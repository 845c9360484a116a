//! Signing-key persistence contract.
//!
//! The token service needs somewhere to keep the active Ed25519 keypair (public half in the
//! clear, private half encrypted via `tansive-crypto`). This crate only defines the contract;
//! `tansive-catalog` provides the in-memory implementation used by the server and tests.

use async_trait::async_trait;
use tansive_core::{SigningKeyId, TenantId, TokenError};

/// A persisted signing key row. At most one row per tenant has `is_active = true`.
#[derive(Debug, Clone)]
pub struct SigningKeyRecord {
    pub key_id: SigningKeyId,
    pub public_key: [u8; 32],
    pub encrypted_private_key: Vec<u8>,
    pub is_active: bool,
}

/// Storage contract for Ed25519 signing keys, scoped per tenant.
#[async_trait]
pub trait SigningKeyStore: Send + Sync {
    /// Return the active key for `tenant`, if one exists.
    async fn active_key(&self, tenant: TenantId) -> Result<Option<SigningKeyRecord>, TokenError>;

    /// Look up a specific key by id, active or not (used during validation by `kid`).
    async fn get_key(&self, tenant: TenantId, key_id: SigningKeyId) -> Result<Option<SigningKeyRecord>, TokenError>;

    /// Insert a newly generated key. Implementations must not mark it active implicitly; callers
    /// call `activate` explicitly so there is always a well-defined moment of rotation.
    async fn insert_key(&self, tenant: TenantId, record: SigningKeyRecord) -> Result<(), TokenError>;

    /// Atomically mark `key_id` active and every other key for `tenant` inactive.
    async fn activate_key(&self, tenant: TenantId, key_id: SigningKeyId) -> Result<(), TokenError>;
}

____________________

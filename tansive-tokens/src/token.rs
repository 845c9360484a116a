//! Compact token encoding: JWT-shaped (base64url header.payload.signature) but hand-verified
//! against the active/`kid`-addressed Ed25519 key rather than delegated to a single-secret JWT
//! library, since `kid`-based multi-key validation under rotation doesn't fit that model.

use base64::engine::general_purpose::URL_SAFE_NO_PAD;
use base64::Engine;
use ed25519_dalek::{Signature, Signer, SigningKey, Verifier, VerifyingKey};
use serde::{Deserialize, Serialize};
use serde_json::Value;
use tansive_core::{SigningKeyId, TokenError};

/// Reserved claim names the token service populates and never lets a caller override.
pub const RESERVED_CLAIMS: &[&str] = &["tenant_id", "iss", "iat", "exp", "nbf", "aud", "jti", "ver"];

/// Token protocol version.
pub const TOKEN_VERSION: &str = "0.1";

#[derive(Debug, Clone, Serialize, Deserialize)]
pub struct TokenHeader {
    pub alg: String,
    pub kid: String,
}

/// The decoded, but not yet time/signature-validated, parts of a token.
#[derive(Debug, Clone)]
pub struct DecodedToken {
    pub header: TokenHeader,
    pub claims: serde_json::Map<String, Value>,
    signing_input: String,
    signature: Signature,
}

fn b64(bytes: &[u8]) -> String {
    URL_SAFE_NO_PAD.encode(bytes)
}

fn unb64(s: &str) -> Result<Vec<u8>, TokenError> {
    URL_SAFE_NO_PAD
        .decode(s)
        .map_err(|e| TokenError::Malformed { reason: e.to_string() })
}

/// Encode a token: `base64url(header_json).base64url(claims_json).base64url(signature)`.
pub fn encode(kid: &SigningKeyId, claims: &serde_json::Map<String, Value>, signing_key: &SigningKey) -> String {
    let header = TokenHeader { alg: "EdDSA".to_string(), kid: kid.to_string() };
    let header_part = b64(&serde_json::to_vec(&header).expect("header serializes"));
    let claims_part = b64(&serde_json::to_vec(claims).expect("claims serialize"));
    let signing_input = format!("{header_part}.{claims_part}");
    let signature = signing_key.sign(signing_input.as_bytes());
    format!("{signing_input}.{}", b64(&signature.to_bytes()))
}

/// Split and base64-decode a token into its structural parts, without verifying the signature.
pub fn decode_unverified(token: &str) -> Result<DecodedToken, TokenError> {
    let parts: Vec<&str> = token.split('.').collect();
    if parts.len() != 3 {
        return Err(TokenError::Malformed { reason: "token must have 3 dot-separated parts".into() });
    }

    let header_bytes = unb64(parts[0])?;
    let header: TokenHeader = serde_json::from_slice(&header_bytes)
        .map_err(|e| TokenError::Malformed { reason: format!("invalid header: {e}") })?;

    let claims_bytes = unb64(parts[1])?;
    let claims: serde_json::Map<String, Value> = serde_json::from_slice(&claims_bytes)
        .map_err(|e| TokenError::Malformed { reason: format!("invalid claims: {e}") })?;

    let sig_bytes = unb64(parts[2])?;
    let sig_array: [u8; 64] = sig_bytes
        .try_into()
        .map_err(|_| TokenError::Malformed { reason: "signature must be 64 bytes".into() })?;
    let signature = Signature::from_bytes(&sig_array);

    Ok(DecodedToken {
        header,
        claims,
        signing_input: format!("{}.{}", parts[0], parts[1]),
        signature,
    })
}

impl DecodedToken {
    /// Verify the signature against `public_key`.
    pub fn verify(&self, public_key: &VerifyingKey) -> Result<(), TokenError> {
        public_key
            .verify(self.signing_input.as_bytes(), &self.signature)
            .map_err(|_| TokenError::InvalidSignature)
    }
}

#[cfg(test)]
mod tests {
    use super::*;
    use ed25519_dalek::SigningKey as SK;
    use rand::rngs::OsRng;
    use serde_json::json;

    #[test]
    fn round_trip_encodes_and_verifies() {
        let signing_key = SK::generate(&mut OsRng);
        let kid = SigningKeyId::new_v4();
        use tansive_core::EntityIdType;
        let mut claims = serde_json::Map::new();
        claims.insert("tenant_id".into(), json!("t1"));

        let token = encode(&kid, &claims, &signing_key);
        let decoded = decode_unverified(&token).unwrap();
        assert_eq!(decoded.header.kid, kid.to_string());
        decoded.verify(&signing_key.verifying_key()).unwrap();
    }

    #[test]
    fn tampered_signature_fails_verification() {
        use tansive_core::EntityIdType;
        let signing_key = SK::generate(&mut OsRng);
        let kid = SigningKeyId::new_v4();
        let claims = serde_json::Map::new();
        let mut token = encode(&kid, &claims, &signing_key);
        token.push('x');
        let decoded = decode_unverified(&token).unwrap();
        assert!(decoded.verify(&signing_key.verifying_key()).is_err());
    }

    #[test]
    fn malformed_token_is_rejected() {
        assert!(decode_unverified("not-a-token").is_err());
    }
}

____________________

Lines in the data that include the word "parts" should all be copied.

/// The decoded, but not yet time/signature-validated, parts of a token.
/// Split and base64-decode a token into its structural parts, without verifying the signature.
    let parts: Vec<&str> = token.split('.').collect();
    if parts.len() != 3 {
        return Err(TokenError::Malformed { reason: "token must have 3 dot-separated parts".into() });
    let header_bytes = unb64(parts[0])?;
    let claims_bytes = unb64(parts[1])?;
    let sig_bytes = unb64(parts[2])?;
        signing_input: format!("{}.{}", parts[0], parts[1]),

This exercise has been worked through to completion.